At about the same point, the narrator moves away from the voyage to tell some of what happened after. He remains friends with one of his ship buddies and eventually marries that boy’s sister though the marriage doesn’t last. Decades after the voyage, he meets up with a cousin who had been aboard, a pretty young woman who at the time seemed to be involved in some mystery all her own. These time shifts continue until the novel ends with the ship’s arrival in England.
I sensed that the novel lost energy when it left the ship itself. There’s something about a ship story, a group of people confined together, that when written well becomes a delicious soup of humanity.
Each time that I read a book from the Notables list, I reflect on why it was chosen.
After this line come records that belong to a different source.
//! EVM networks and assets the service can charge on.

use std::{
    fmt::{Debug, Display},
    str::FromStr,
};

use serde::{Deserialize, Serialize};

pub use alloy_primitives::AddressError;

/// An EVM chain, identified by its x402 v1 network name.
#[derive(Debug, Clone, Copy, PartialEq, Eq, Hash)]
pub struct EvmNetwork {
    pub name: &'static str,
    pub chain_id: u64,
}

#[derive(Clone, Copy, PartialEq, Eq, Hash)]
pub struct EvmAddress(pub alloy_primitives::Address);

impl EvmAddress {
    pub const ZERO: EvmAddress = EvmAddress(alloy_primitives::Address::ZERO);
}

impl From<alloy_primitives::Address> for EvmAddress {
    fn from(addr: alloy_primitives::Address) -> Self {
        EvmAddress(addr)
    }
}

impl FromStr for EvmAddress {
    type Err = AddressError;

    fn from_str(s: &str) -> Result<Self, Self::Err> {
        let addr = alloy_primitives::Address::from_str(s.trim())?;
        Ok(EvmAddress(addr))
    }
}

/// Formats with the EIP-55 checksum.
impl Display for EvmAddress {
    fn fmt(&self, f: &mut std::fmt::Formatter<'_>) -> std::fmt::Result {
        write!(f, "{}", self.0)
    }
}

impl Debug for EvmAddress {
    fn fmt(&self, f: &mut std::fmt::Formatter<'_>) -> std::fmt::Result {
        write!(f, "EvmAddress({})", self.0)
    }
}

impl Serialize for EvmAddress {
    fn serialize<S>(&self, serializer: S) -> Result<S::Ok, S::Error>
    where
        S: serde::Serializer,
    {
        serializer.collect_str(self)
    }
}

impl<'de> Deserialize<'de> for EvmAddress {
    fn deserialize<D>(deserializer: D) -> Result<Self, D::Error>
    where
        D: serde::Deserializer<'de>,
    {
        let s = String::deserialize(deserializer)?;
        EvmAddress::from_str(&s).map_err(serde::de::Error::custom)
    }
}

/// EIP-712 domain of a token, needed by clients to sign transfer authorizations.
#[derive(Debug, Clone, Copy, PartialEq, Eq, Serialize)]
pub struct Eip712Domain {
    pub name: &'static str,
    pub version: &'static str,
}

/// A token deployed on an EVM network.
#[derive(Debug, Clone, Copy, PartialEq, Eq)]
pub struct EvmAsset {
    pub address: EvmAddress,
    pub decimals: u8,
    pub name: &'static str,
    pub symbol: &'static str,
    pub eip712_domain: Option<Eip712Domain>,
}

pub mod networks {
    use super::EvmNetwork;

    pub const BASE: EvmNetwork = EvmNetwork {
        name: "base",
        chain_id: 8453,
    };

    pub const BASE_SEPOLIA: EvmNetwork = EvmNetwork {
        name: "base-sepolia",
        chain_id: 84532,
    };
}

pub mod assets {
    use alloy_primitives::address;

    use super::{Eip712Domain, EvmAddress, EvmAsset};

    macro_rules! define_usdc {
        ($const_name:ident, $addr:expr, $domain_name:expr) => {
            pub const $const_name: EvmAsset = EvmAsset {
                address: EvmAddress(address!($addr)),
                decimals: 6,
                name: "USD Coin",
                symbol: "USDC",
                eip712_domain: Some(Eip712Domain {
                    name: $domain_name,
                    version: "2",
                }),
            };
        };
    }

    define_usdc!(
        USDC_BASE,
        "0x833589fCD6eDb6E08f4c7C32D4f71b54bdA02913",
        "USD Coin"
    );

    define_usdc!(
        USDC_BASE_SEPOLIA,
        "0x036CbD53842c5426634e7929541eC2318f3dCF7e",
        "USDC"
    );
}

/// The networks a seller of this service may be configured for.
#[derive(Debug, Clone, Copy, PartialEq, Eq, Hash, Default)]
pub enum KnownNetwork {
    Base,
    #[default]
    BaseSepolia,
}

impl KnownNetwork {
    pub const ALL: [KnownNetwork; 2] = [KnownNetwork::Base, KnownNetwork::BaseSepolia];

    pub fn network(&self) -> EvmNetwork {
        match self {
            KnownNetwork::Base => networks::BASE,
            KnownNetwork::BaseSepolia => networks::BASE_SEPOLIA,
        }
    }

    /// The USDC deployment prices are quoted in.
    pub fn usdc(&self) -> EvmAsset {
        match self {
            KnownNetwork::Base => assets::USDC_BASE,
            KnownNetwork::BaseSepolia => assets::USDC_BASE_SEPOLIA,
        }
    }

    pub fn name(&self) -> &'static str {
        self.network().name
    }

    pub fn is_testnet(&self) -> bool {
        matches!(self, KnownNetwork::BaseSepolia)
    }
}

#[derive(Debug, Clone, PartialEq, Eq, thiserror::Error)]
#[error("unknown network '{0}'; expected one of: base, base-sepolia")]
pub struct UnknownNetwork(pub String);

impl FromStr for KnownNetwork {
    type Err = UnknownNetwork;

    fn from_str(s: &str) -> Result<Self, Self::Err> {
        KnownNetwork::ALL
            .into_iter()
            .find(|n| n.name().eq_ignore_ascii_case(s.trim()))
            .ok_or_else(|| UnknownNetwork(s.to_string()))
    }
}

impl Display for KnownNetwork {
    fn fmt(&self, f: &mut std::fmt::Formatter<'_>) -> std::fmt::Result {
        f.write_str(self.name())
    }
}
//! Route composition: siding → first platform · main route · last platform → siding.
//!
//! # Success count
//!
//! A composition reports how many legs were found, continuing the count the
//! caller's main route already carries:
//!
//! | Outcome                                   | Path   | Success          |
//! |-------------------------------------------|--------|------------------|
//! | first or last platform missing            | empty  | 0                |
//! | siding → first platform unreachable       | empty  | 1                |
//! | main route empty                          | empty  | main_success + 1 |
//! | last platform → siding unreachable        | empty  | main_success + 1 |
//! | complete                                  | full   | main_success + 2 |
//!
//! An empty path is a normal outcome, not an error; applying it installs the
//! siding's default path.

use sd_core::AnchorId;
use sd_rail::{Anchor, PathFinder, PathSegment, RailNetwork, append_path};

use crate::SidingResult;

/// Everything a composition needs, captured by value so it can move to a
/// background thread.
#[derive(Clone, Debug)]
pub struct RouteRequest {
    pub siding:           Anchor,
    /// The siding's depot generation when the request was taken.
    pub depot_generation: u64,
    pub first_platform:   Option<Anchor>,
    pub last_platform:    Option<Anchor>,
    /// The depot's main route between the first and last platform.
    pub main_path:        Vec<PathSegment>,
    pub main_success:     u32,
}

/// A finished composition, waiting to be applied at a tick boundary.
#[derive(Clone, Debug, PartialEq)]
pub struct Composition {
    pub siding:               AnchorId,
    pub depot_generation:     u64,
    pub path:                 Vec<PathSegment>,
    pub successful_segments:  u32,
}

impl Composition {
    fn empty(request: &RouteRequest, successful_segments: u32) -> Self {
        Self {
            siding: request.siding.id,
            depot_generation: request.depot_generation,
            path: Vec::new(),
            successful_segments,
        }
    }
}

/// Composes a siding's full route with a pluggable [`PathFinder`].
pub struct RouteComposer<'a, F: PathFinder + ?Sized> {
    finder:  &'a F,
    network: &'a RailNetwork,
}

impl<'a, F: PathFinder + ?Sized> RouteComposer<'a, F> {
    pub fn new(finder: &'a F, network: &'a RailNetwork) -> Self {
        Self { finder, network }
    }

    /// Compose the route described by `request`.
    ///
    /// Only invalid segment data from the search is an error.
    pub fn compose(&self, request: &RouteRequest) -> SidingResult<Composition> {
        let (Some(first), Some(last)) = (request.first_platform, request.last_platform) else {
            return Ok(Composition::empty(request, 0));
        };

        let outbound = self.finder.find_path(self.network, &[request.siding, first], 0)?;
        if outbound.is_empty() {
            return Ok(Composition::empty(request, 1));
        }
        if request.main_path.is_empty() {
            return Ok(Composition::empty(request, request.main_success + 1));
        }

        let mut path = outbound;
        append_path(&mut path, &request.main_path);

        let inbound = self.finder.find_path(self.network, &[last, request.siding], request.main_success)?;
        if inbound.is_empty() {
            return Ok(Composition::empty(request, request.main_success + 1));
        }
        append_path(&mut path, &inbound);

        Ok(Composition {
            siding: request.siding.id,
            depot_generation: request.depot_generation,
            path,
            successful_segments: request.main_success + 2,
        })
    }
}
//! Strongly typed, zero-cost identifier wrappers.
//!
//! All IDs are `Copy + Ord + Hash` so they can be used as map keys and sorted
//! collection elements without ceremony.  Ordering matters: the scheduler
//! walks vehicles in ascending `VehicleId` order, so "first encountered" is
//! reproducible across runs.

use std::fmt;

/// Generate a typed ID wrapper around a primitive integer.
macro_rules! typed_id {
    ($(#[$attr:meta])* $vis:vis struct $name:ident($inner:ty);) => {
        $(#[$attr])*
        #[derive(Copy, Clone, PartialEq, Eq, Hash, PartialOrd, Ord, Debug)]
        #[cfg_attr(feature = "serde", derive(serde::Serialize, serde::Deserialize))]
        #[cfg_attr(feature = "serde", serde(transparent))]
        $vis struct $name(pub $inner);

        impl $name {
            /// Sentinel meaning "no valid ID".
            pub const INVALID: $name = $name(<$inner>::MAX);

            #[inline(always)]
            pub fn raw(self) -> $inner {
                self.0
            }
        }

        impl Default for $name {
            /// Returns the `INVALID` sentinel so uninitialized IDs are visibly invalid.
            #[inline(always)]
            fn default() -> Self {
                Self::INVALID
            }
        }

        impl fmt::Display for $name {
            fn fmt(&self, f: &mut fmt::Formatter<'_>) -> fmt::Result {
                write!(f, "{}({})", stringify!($name), self.0)
            }
        }

        impl From<$inner> for $name {
            #[inline(always)]
            fn from(raw: $inner) -> $name {
                $name(raw)
            }
        }
    };
}

typed_id! {
    /// Identity of a track-side object (siding or platform).
    pub struct AnchorId(u64);
}

typed_id! {
    /// Identity of a live vehicle instance.
    pub struct VehicleId(u64);
}

typed_id! {
    /// Identity of the depot a siding is associated with.
    pub struct DepotId(u32);
}

impl VehicleId {
    /// The canonical "home" vehicle of a siding shares the siding's identity.
    #[inline]
    pub fn home(siding: AnchorId) -> VehicleId {
        VehicleId(siding.0)
    }

    /// `true` if this is the home vehicle of `siding`.
    #[inline]
    pub fn is_home_of(self, siding: AnchorId) -> bool {
        self.0 == siding.0
    }
}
In this case, Ondaatje is the master of elegant writing, of the effective turn of phrase. The narrator that he creates here strikes a perfect balance of a youngster’s point of view with an older man’s wisdom and regret. Reviewers often use the word “elegant” to describe Ondaatje’s writing–fine choice of words, observations that are spot on, and that sense of writing so well done that it calls no attention to itself. Applying such elegance to so quirky a group of characters as in “The Cat’s Table” is a lovely irony.
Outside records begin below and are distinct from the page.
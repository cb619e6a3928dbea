//! `sd-core` — foundational types for the `rust_siding` depot scheduler.
//!
//! This crate is a dependency of every other `sd-*` crate.  It intentionally
//! has no `sd-*` dependencies and minimal external ones (only `rand` and
//! `thiserror`, plus optional `serde`).
//!
//! # What lives here
//!
//! | Module             | Contents                                             |
//! |--------------------|------------------------------------------------------|
//! | [`ids`]            | `AnchorId`, `VehicleId`, `DepotId`                   |
//! | [`pos`]            | `RailPos`, integer track coordinates                 |
//! | [`time`]           | `Tick`, `SimConfig`, `KinematicConfig`               |
//! | [`rng`]            | `SidingRng` (per-siding), `SimRng` (global)          |
//! | [`vehicle_type`]   | `VehicleType` lookup table, `VehicleMapping`         |
//! | [`error`]          | `CoreError`, `CoreResult`                            |
//!
//! # Feature flags
//!
//! | Flag    | Effect                                                     |
//! |---------|------------------------------------------------------------|
//! | `serde` | `Serialize`/`Deserialize` on all public types (persistence) |

pub mod error;
pub mod ids;
pub mod pos;
pub mod rng;
pub mod time;
pub mod vehicle_type;


// ── Re-exports ────────────────────────────────────────────────────────────────

pub use error::{CoreError, CoreResult};
pub use ids::{AnchorId, DepotId, VehicleId};
pub use pos::RailPos;
pub use rng::{SidingRng, SimRng};
pub use time::{KinematicConfig, SimConfig, Tick};
pub use vehicle_type::{VehicleMapping, VehicleType};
I’ll recommend this to readers who often choose more literary novels, seeking the qualities that Ondaatje weaves into this fine sea story.
Just this morning I finished Francisco Goldman’s “Say Her Name,” an autobiographical novel about the death of his young wife, the writer Aura Estrada. The book has won many accolades, and is included on this year’s American Library Association Notable Books List.
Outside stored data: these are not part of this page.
//! The `Yard` struct and its tick loop.

use std::sync::Arc;
use std::thread::{self, JoinHandle};

use sd_core::{AnchorId, CoreError, DepotId, RailPos, SimConfig, SimRng, Tick};
use sd_mobility::VehicleSimulator;
use sd_rail::{Anchor, PathFinder, PathSegment, RailNetwork};
use sd_siding::{PopulationScheduler, RouteComposer, RouteMailbox, RouteRequest, SidingRecord, TickOutcome};

use crate::{SimResult, YardObserver};

#[cfg(feature = "fx-hash")]
pub(crate) type SidingIndex = rustc_hash::FxHashMap<AnchorId, usize>;
#[cfg(not(feature = "fx-hash"))]
pub(crate) type SidingIndex = std::collections::HashMap<AnchorId, usize>;

// ── Yard ──────────────────────────────────────────────────────────────────────

/// The main simulation runner: every siding of a rail network, ticked
/// together.
///
/// Create via [`YardBuilder`][crate::YardBuilder].
pub struct Yard<S: VehicleSimulator, F: PathFinder + 'static> {
    /// Global configuration (total ticks, seed, step size, kinematics).
    pub config: SimConfig,

    /// Next tick to process.
    pub clock: Tick,

    /// Drives each siding's population with the vehicle simulator.
    pub scheduler: PopulationScheduler<S>,

    /// Rail graph, shared read-only with background composers.
    pub(crate) network: Arc<RailNetwork>,

    /// Path search, shared with background composers.
    pub(crate) finder: Arc<F>,

    /// Sidings in ascending `AnchorId` order.
    pub(crate) sidings: Vec<SidingRecord>,

    /// `AnchorId` → position in `sidings`.
    pub(crate) index: SidingIndex,

    pub(crate) mailbox: RouteMailbox,

    /// Mints identities for sidings created at run time.
    pub(crate) rng: SimRng,
}

impl<S: VehicleSimulator, F: PathFinder + 'static> Yard<S, F> {
    // ── Accessors ─────────────────────────────────────────────────────────

    pub fn network(&self) -> &RailNetwork {
        &self.network
    }

    pub fn siding(&self, id: AnchorId) -> Option<&SidingRecord> {
        self.index.get(&id).map(|&i| &self.sidings[i])
    }

    pub fn siding_mut(&mut self, id: AnchorId) -> Option<&mut SidingRecord> {
        self.index.get(&id).map(|&i| &mut self.sidings[i])
    }

    /// All sidings, ascending `AnchorId`.
    pub fn sidings(&self) -> impl Iterator<Item = &SidingRecord> + '_ {
        self.sidings.iter()
    }

    /// Create a detached siding on the track between `pos1` and `pos2` with
    /// a freshly minted identity.
    pub fn create_siding(&mut self, pos1: RailPos, pos2: RailPos, rail_length: f32) -> SimResult<AnchorId> {
        let id = loop {
            let id = self.rng.anchor_id();
            if !self.index.contains_key(&id) {
                break id;
            }
        };
        let anchor = Anchor::new(id, pos1, pos2);
        let record = SidingRecord::new(anchor, rail_length, self.config.kinematics, self.config.seed)?;

        let at = self.sidings.partition_point(|s| s.id() < id);
        self.sidings.insert(at, record);
        for (i, siding) in self.sidings.iter().enumerate().skip(at) {
            self.index.insert(siding.id(), i);
        }
        log::debug!("created siding {id}");
        Ok(id)
    }

    fn require_mut(&mut self, id: AnchorId) -> SimResult<&mut SidingRecord> {
        let i = *self.index.get(&id).ok_or(CoreError::AnchorNotFound(id))?;
        Ok(&mut self.sidings[i])
    }

    // ── Depot association ─────────────────────────────────────────────────

    /// Attach `siding` to `depot`, or detach it with `None`.
    pub fn set_depot(&mut self, siding: AnchorId, depot: Option<DepotId>) -> SimResult<()> {
        let network = Arc::clone(&self.network);
        self.require_mut(siding)?.set_depot(depot, &network)?;
        Ok(())
    }

    // ── Route composition ─────────────────────────────────────────────────

    fn route_request(
        &self,
        siding:         AnchorId,
        first_platform: Option<Anchor>,
        last_platform:  Option<Anchor>,
        main_path:      Vec<PathSegment>,
        main_success:   u32,
    ) -> SimResult<RouteRequest> {
        let record = self.siding(siding).ok_or(CoreError::AnchorNotFound(siding))?;
        Ok(record.route_request(first_platform, last_platform, main_path, main_success))
    }

    /// Compose `siding`'s route now and queue it for the next tick.
    ///
    /// Returns the number of legs found.  The siding keeps its current path
    /// until the composition is applied.
    pub fn request_route(
        &mut self,
        siding:         AnchorId,
        first_platform: Option<Anchor>,
        last_platform:  Option<Anchor>,
        main_path:      Vec<PathSegment>,
        main_success:   u32,
    ) -> SimResult<u32> {
        let request = self.route_request(siding, first_platform, last_platform, main_path, main_success)?;
        let composition = RouteComposer::new(self.finder.as_ref(), &self.network).compose(&request)?;
        let successful = composition.successful_segments;
        self.mailbox.sender().post(composition)?;
        Ok(successful)
    }

    /// Compose `siding`'s route on a worker thread.
    ///
    /// The result is posted to the yard's mailbox and applied at the start of
    /// the first tick after it arrives.  Search errors are logged on the
    /// worker.
    pub fn compose_in_background(
        &self,
        siding:         AnchorId,
        first_platform: Option<Anchor>,
        last_platform:  Option<Anchor>,
        main_path:      Vec<PathSegment>,
        main_success:   u32,
    ) -> SimResult<JoinHandle<()>> {
        let request = self.route_request(siding, first_platform, last_platform, main_path, main_success)?;
        let network = Arc::clone(&self.network);
        let finder = Arc::clone(&self.finder);
        let sender = self.mailbox.sender();

        Ok(thread::spawn(move || {
            let result = RouteComposer::new(finder.as_ref(), &network)
                .compose(&request)
                .and_then(|composition| sender.post(composition));
            if let Err(e) = result {
                log::warn!("{}: background composition failed: {e}", request.siding.id);
            }
        }))
    }

    // ── Tick loop ─────────────────────────────────────────────────────────

    /// Run the simulation from the current tick to `config.end_tick()`.
    pub fn run<O: YardObserver>(&mut self, observer: &mut O) -> SimResult<()> {
        while self.clock < self.config.end_tick() {
            self.step(observer);
        }
        observer.on_sim_end(self.clock);
        Ok(())
    }

    /// Run exactly `n` ticks from the current position (ignores `end_tick`).
    ///
    /// Useful for tests and incremental stepping.
    pub fn run_ticks<O: YardObserver>(&mut self, n: u64, observer: &mut O) -> SimResult<()> {
        for _ in 0..n {
            self.step(observer);
        }
        Ok(())
    }

    fn step<O: YardObserver>(&mut self, observer: &mut O) {
        let now = self.clock;
        observer.on_tick_start(now);
        self.apply_pending(now, observer);

        let outcomes = self.tick_sidings();
        let mut synced = 0;
        for (siding, outcome) in self.sidings.iter().zip(&outcomes) {
            synced += outcome.synced.len();
            observer.on_siding_tick(now, siding, outcome);
        }
        log::trace!("{now}: {} sidings, {synced} vehicles synced", self.sidings.len());

        observer.on_tick_end(now, synced);
        self.clock = now.next();
    }

    /// Install every composition that arrived since the last tick.
    fn apply_pending<O: YardObserver>(&mut self, now: Tick, observer: &mut O) {
        for composition in self.mailbox.drain() {
            let id = composition.siding;
            let Some(&i) = self.index.get(&id) else {
                log::warn!("{now}: dropping composition for unknown siding {id}");
                continue;
            };
            let siding = &mut self.sidings[i];
            match siding.apply_composition(composition, &self.network) {
                Ok(()) => observer.on_route_applied(now, siding),
                Err(e) => {
                    log::warn!("{now}: {id}: composition not applied: {e}");
                    observer.on_route_rejected(now, id, &e);
                }
            }
        }
    }

    /// One population tick per siding, outcomes in siding order.
    fn tick_sidings(&mut self) -> Vec<TickOutcome> {
        let elapsed = self.config.elapsed_ticks_per_step;
        let scheduler = &self.scheduler;

        #[cfg(not(feature = "parallel"))]
        {
            self.sidings
                .iter_mut()
                .map(|siding| scheduler.tick(siding, elapsed))
                .collect()
        }

        #[cfg(feature = "parallel")]
        {
            use rayon::prelude::*;

            // Indexed collect keeps siding order.
            self.sidings
                .par_iter_mut()
                .map(|siding| scheduler.tick(siding, elapsed))
                .collect()
        }
    }
}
The basic story is that Goldman was an established writer in his early 50s when he fell in love with and in 2005 married the emerging Mexican writer, Aura Estrada, who was in her mid 20s. Just short of their second anniversary, she died following a swimming accident on a beach in Mexico.
Goldman casts the story of their courtship and marriage, her death, and his life since then, in sections that move in time and in place. It has the sense of how one would expect such a story to be told, with one memory providing a nudge that reminds the author of something else that seems unrelated and yet highlights or foreshadows what will come. This backing and forthing continues until finally at the end of the book, Goldman describes what happened on the beach that day and just after.
I was interested in why Goldman chose to tell this story in a novel instead of as a memoir. What he said in an interview in the Paris review, “I have never liked the memoir form because I tend to think that memory fictionalizes anyway. Once you claim that you are writing a narrative purely from memory you are already in the realm of fiction.”
What a perfect book for book groups–there is the marital relationship made more interesting with the difference in their ages, the intense relationship between Aura and her mother, the striving of Aura as a writer with a dream of success, her balancing of Mexico and America, and of course the exploration of grief and loss. I doubt I’m the only reader who takes a little too much interest in what writers are like, and so book groups can add the added incentive of looking into these closets and cupboards.
I’m reflecting on my own internal score for this book–Goldman writes so well, well enough that this tribute to Aura is worthy of her, and I sensed that he was honest about himself, even when being honest meant revealing things that I didn’t much like. Thinking a little more about it, I see that this book grew on me in a way that I admire. I wasn’t instantly pulled in, but Goldman managed to make me want to know more, to continue to read about Aura, and to fathom and face his loss.